Neither thumbs up nor thumbs down for The Triumph of Seeds: How Grains, Nuts, Kernels, Pulses and Pips Conquered the Plant Kingdom and Shaped Human History by Thor Hanson. History/botany.
There are a couple of ways you could go here. You could talk about (1) the science behind the workings of seeds; (2) how they fit into ecosystems; (3) their importance to human culture and development; (4) their nutritive value; (5) the importance of, and methodology for, saving unusual seed varieties in viable form; or (6) their future in the face of changing agricultural patterns and genetic modification. Well, the author explicitly avoids (6), which is fine by me. (5) is well treated, but I was familiar with seed banks already; if you want to know, read the Wikipedia article. He skips (4) entirely. (3) is touched upon, but not particularly interestingly. There was some stuff about (2), which would have made a good article of 3-6 pages. (1) is what a lot of the book regards, and is primarily what I was curious about. How do seeds do what they do? The problem quickly became clear: we just don’t freaking know. And it’s all padded out by info about Mendel’s pea-breeding experiments that I hope you learned in high school. Skim, if you read it at all.

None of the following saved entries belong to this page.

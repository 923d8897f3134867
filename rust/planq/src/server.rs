use crate::{
    collab::{HttpPlanProposer, PlanProposer},
    compiler::{CompiledQuery, Compiler},
    config::AppConfig,
    db,
    error::{Result, ServiceError},
    exec::{
        query_log::DEFAULT_RECENT, CacheListing, ClearReport, Executor, PostgresRunner,
        QueryLogEntry, QueryRunner, SessionSettings, SnapshotInfo,
    },
    models::QueryPlan,
    pipeline::{Pipeline, ReviewEdits, RunReport, RunRequest},
    registry::SchemaRegistry,
    result::ResultSet,
    safety::{SafetyReport, Validator},
    state::AppState,
    trace::{NodeDiff, RunSummary, TraceRun, TraceStore},
};
use axum::{
    extract::{Path, Query, State},
    http::HeaderMap,
    routing::{delete, get, post},
    Json, Router,
};
use serde::{Deserialize, Serialize};
use serde_json::{json, Value};
use std::sync::Arc;
use tokio::net::TcpListener;
use tower_http::trace::TraceLayer;
use tracing::{info, warn};

pub struct Server {
    config: Arc<AppConfig>,
    state: AppState,
}

#[derive(Debug, Deserialize)]
pub struct CompileRequest {
    pub plan: Value,
    #[serde(default)]
    pub allowed_tables: Vec<String>,
    #[serde(default)]
    pub large_mode: Option<bool>,
}

#[derive(Debug, Serialize)]
pub struct CompileResponse {
    pub compiled: CompiledQuery,
    pub plan: QueryPlan,
    pub plan_diagnostics: Vec<String>,
}

#[derive(Debug, Deserialize)]
pub struct ValidateRequest {
    pub sql: String,
}

#[derive(Debug, Serialize)]
pub struct CacheResponse {
    pub entries: Vec<CacheListing>,
    pub snapshots: Vec<SnapshotInfo>,
}

#[derive(Debug, Default, Deserialize)]
pub struct CacheQueryRequest {
    #[serde(default)]
    pub columns: Vec<String>,
    #[serde(default)]
    pub limit: Option<usize>,
}

#[derive(Debug, Default, Deserialize)]
pub struct RecentParams {
    #[serde(default)]
    pub limit: Option<usize>,
}

#[derive(Debug, Default, Deserialize)]
pub struct DiffParams {
    /// Comma-separated node names.
    #[serde(default)]
    pub nodes: Option<String>,
}

impl Server {
    pub async fn new(config: AppConfig) -> anyhow::Result<Self> {
        config.ensure_dirs()?;
        let registry = Arc::new(SchemaRegistry::load(&config.schema_registry_path)?);

        let runner: Option<Arc<dyn QueryRunner>> = if config.offline_only {
            info!("offline mode; serving cached snapshots only");
            None
        } else {
            let pool = db::connect_pool(&config).await?;
            Some(Arc::new(PostgresRunner::new(
                pool,
                SessionSettings::from_config(&config),
            )))
        };

        let proposer: Option<Arc<dyn PlanProposer>> = match config.planner_url.as_deref() {
            Some(url) => Some(Arc::new(HttpPlanProposer::new(url, config.planner_timeout)?)),
            None => {
                warn!("no PLANQ_PLANNER_URL configured; plans come from schema reasoning only");
                None
            }
        };

        let executor = Executor::from_config(&config, runner)?;
        let traces = TraceStore::new(&config.traces_dir)?;
        let mut pipeline = Pipeline::new(
            Compiler::new(
                registry,
                config.exploratory_row_limit,
                config.max_returned_rows,
            ),
            Validator::new(config.max_returned_rows),
            Arc::new(executor),
            Arc::new(traces),
        );
        if let Some(proposer) = proposer {
            pipeline = pipeline.with_proposer(proposer);
        }

        Ok(Self::with_pipeline(config, pipeline))
    }

    /// Wraps an already assembled pipeline.
    pub fn with_pipeline(config: AppConfig, pipeline: Pipeline) -> Self {
        let config = Arc::new(config);
        let state = AppState::new(Arc::clone(&config), Arc::new(pipeline));
        Self { config, state }
    }

    pub fn router(&self) -> Router {
        Router::new()
            .route("/healthz", get(Self::health))
            .route("/api/runs", post(Self::create_run).get(Self::list_runs))
            .route("/api/runs/:run_id", get(Self::get_run))
            .route("/api/runs/:run_id/review", post(Self::review_run))
            .route("/api/runs/:run_id/diff/:other", get(Self::diff_runs))
            .route("/api/compile", post(Self::compile))
            .route("/api/validate", post(Self::validate))
            .route("/api/cache", get(Self::list_cache).delete(Self::clear_cache))
            .route("/api/cache/:key", delete(Self::clear_cache_key))
            .route("/api/cache/:key/query", post(Self::query_cache))
            .route("/api/queries", get(Self::recent_queries))
            .with_state(self.state.clone())
            .layer(TraceLayer::new_for_http())
    }

    pub async fn run(self) -> anyhow::Result<()> {
        let addr = self.config.listen_addr;
        let listener = TcpListener::bind(addr).await?;
        info!(%addr, "planq listening");
        axum::serve(listener, self.router()).await?;
        Ok(())
    }

    async fn health(State(state): State<AppState>) -> Json<Value> {
        Json(json!({
            "status": "ok",
            "offline": state.pipeline.executor().is_offline(),
        }))
    }

    async fn create_run(
        State(state): State<AppState>,
        headers: HeaderMap,
        Json(request): Json<RunRequest>,
    ) -> Result<Json<RunReport>> {
        enforce_api_key(&headers, &state.config)?;
        Ok(Json(state.pipeline.run(request).await?))
    }

    async fn review_run(
        State(state): State<AppState>,
        headers: HeaderMap,
        Path(run_id): Path<String>,
        Json(edits): Json<ReviewEdits>,
    ) -> Result<Json<RunReport>> {
        enforce_api_key(&headers, &state.config)?;
        Ok(Json(state.pipeline.resume(&run_id, edits).await?))
    }

    async fn list_runs(
        State(state): State<AppState>,
        headers: HeaderMap,
    ) -> Result<Json<Vec<RunSummary>>> {
        enforce_api_key(&headers, &state.config)?;
        Ok(Json(state.pipeline.traces().list_runs().await?))
    }

    async fn get_run(
        State(state): State<AppState>,
        headers: HeaderMap,
        Path(run_id): Path<String>,
    ) -> Result<Json<TraceRun>> {
        enforce_api_key(&headers, &state.config)?;
        Ok(Json(state.pipeline.traces().load(&run_id).await?))
    }

    async fn diff_runs(
        State(state): State<AppState>,
        headers: HeaderMap,
        Path((run_id, other)): Path<(String, String)>,
        Query(params): Query<DiffParams>,
    ) -> Result<Json<Vec<NodeDiff>>> {
        enforce_api_key(&headers, &state.config)?;
        let nodes: Vec<String> = params
            .nodes
            .as_deref()
            .unwrap_or_default()
            .split(',')
            .map(str::trim)
            .filter(|n| !n.is_empty())
            .map(str::to_string)
            .collect();
        Ok(Json(
            state
                .pipeline
                .traces()
                .diff_runs(&run_id, &other, &nodes)
                .await?,
        ))
    }

    async fn compile(
        State(state): State<AppState>,
        headers: HeaderMap,
        Json(request): Json<CompileRequest>,
    ) -> Result<Json<CompileResponse>> {
        enforce_api_key(&headers, &state.config)?;
        let (mut plan, plan_diagnostics) = QueryPlan::from_untrusted(&request.plan);
        let compiled = state.pipeline.compiler().compile(
            &mut plan,
            &request.allowed_tables,
            request.large_mode,
        )?;
        Ok(Json(CompileResponse {
            compiled,
            plan,
            plan_diagnostics,
        }))
    }

    async fn validate(
        State(state): State<AppState>,
        headers: HeaderMap,
        Json(request): Json<ValidateRequest>,
    ) -> Result<Json<SafetyReport>> {
        enforce_api_key(&headers, &state.config)?;
        Ok(Json(state.pipeline.validator().validate(&request.sql)))
    }

    async fn list_cache(
        State(state): State<AppState>,
        headers: HeaderMap,
    ) -> Result<Json<CacheResponse>> {
        enforce_api_key(&headers, &state.config)?;
        let executor = state.pipeline.executor();
        Ok(Json(CacheResponse {
            entries: executor.list_cache()?,
            snapshots: executor.snapshots()?,
        }))
    }

    async fn clear_cache(
        State(state): State<AppState>,
        headers: HeaderMap,
    ) -> Result<Json<ClearReport>> {
        enforce_api_key(&headers, &state.config)?;
        Ok(Json(state.pipeline.executor().clear_cache(None)?))
    }

    async fn clear_cache_key(
        State(state): State<AppState>,
        headers: HeaderMap,
        Path(key): Path<String>,
    ) -> Result<Json<ClearReport>> {
        enforce_api_key(&headers, &state.config)?;
        let report = state.pipeline.executor().clear_cache(Some(&key))?;
        if report == ClearReport::default() {
            return Err(ServiceError::NotFound(format!("cache key {key}")));
        }
        Ok(Json(report))
    }

    async fn query_cache(
        State(state): State<AppState>,
        headers: HeaderMap,
        Path(key): Path<String>,
        Json(request): Json<CacheQueryRequest>,
    ) -> Result<Json<ResultSet>> {
        enforce_api_key(&headers, &state.config)?;
        Ok(Json(
            state
                .pipeline
                .executor()
                .query_cached(&key, &request.columns, request.limit)
                .await?,
        ))
    }

    async fn recent_queries(
        State(state): State<AppState>,
        headers: HeaderMap,
        Query(params): Query<RecentParams>,
    ) -> Result<Json<Vec<QueryLogEntry>>> {
        enforce_api_key(&headers, &state.config)?;
        let limit = params.limit.unwrap_or(DEFAULT_RECENT);
        Ok(Json(state.pipeline.executor().recent_queries(limit).await?))
    }
}

fn enforce_api_key(headers: &HeaderMap, config: &AppConfig) -> Result<()> {
    if let Some(expected) = &config.api_key {
        let provided = headers
            .get("x-api-key")
            .and_then(|value| value.to_str().ok());

        if provided != Some(expected.as_str()) {
            return Err(ServiceError::Auth);
        }
    }

    Ok(())
}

[The date palm tree grown from a 2,000-year-old-seed] Methuselah’s story ranks as the oldest known example of a naturally germinating seed. It’s a tale of incredible endurance that provides a fitting and peaceful complement to the heroic defense of Masada, and makes it possible that Judaean dates may once again flourish in the Jordan Valley. But it’s hardly the only time that an ancient seed has sprung suddenly and surprisingly to life. In 1940, the study of seed longevity received a jolt when a German bomb hit the botany department at the British Museum. After firefighters extinguished the blaze and cleared away the debris, museum workers returned to find some of their specimens sprouting. Responding to the heat and moisture, the seeds from a silk tree collected in China in 1793 had germinated and sent up perfectly normal-looking shoots. (Three of the seedlings were planted at the nearby Chelsea Physic Garden, where another bomb hit them in 1941.) Ever since then, enterprising botanists have been pushing back the record for longevity–200 years for pincushion proteas and other African exotics discovered in a cache of privateer’s booty; 600 years for a canna lily seed preserved inside a Native American rattle; 1,300 years for Indian lotus seeds recovered from a dry lakebed. The most promising new developments come from the high Arctic, where a team recently transplanted live tissues from a tiny mustard frozen in a squirrel burrow for over 30,000 years. By itself the seed couldn’t germinate, but the fact that any of its parts stayed viable for that long suggests that Methuselah’s record is bound to fall.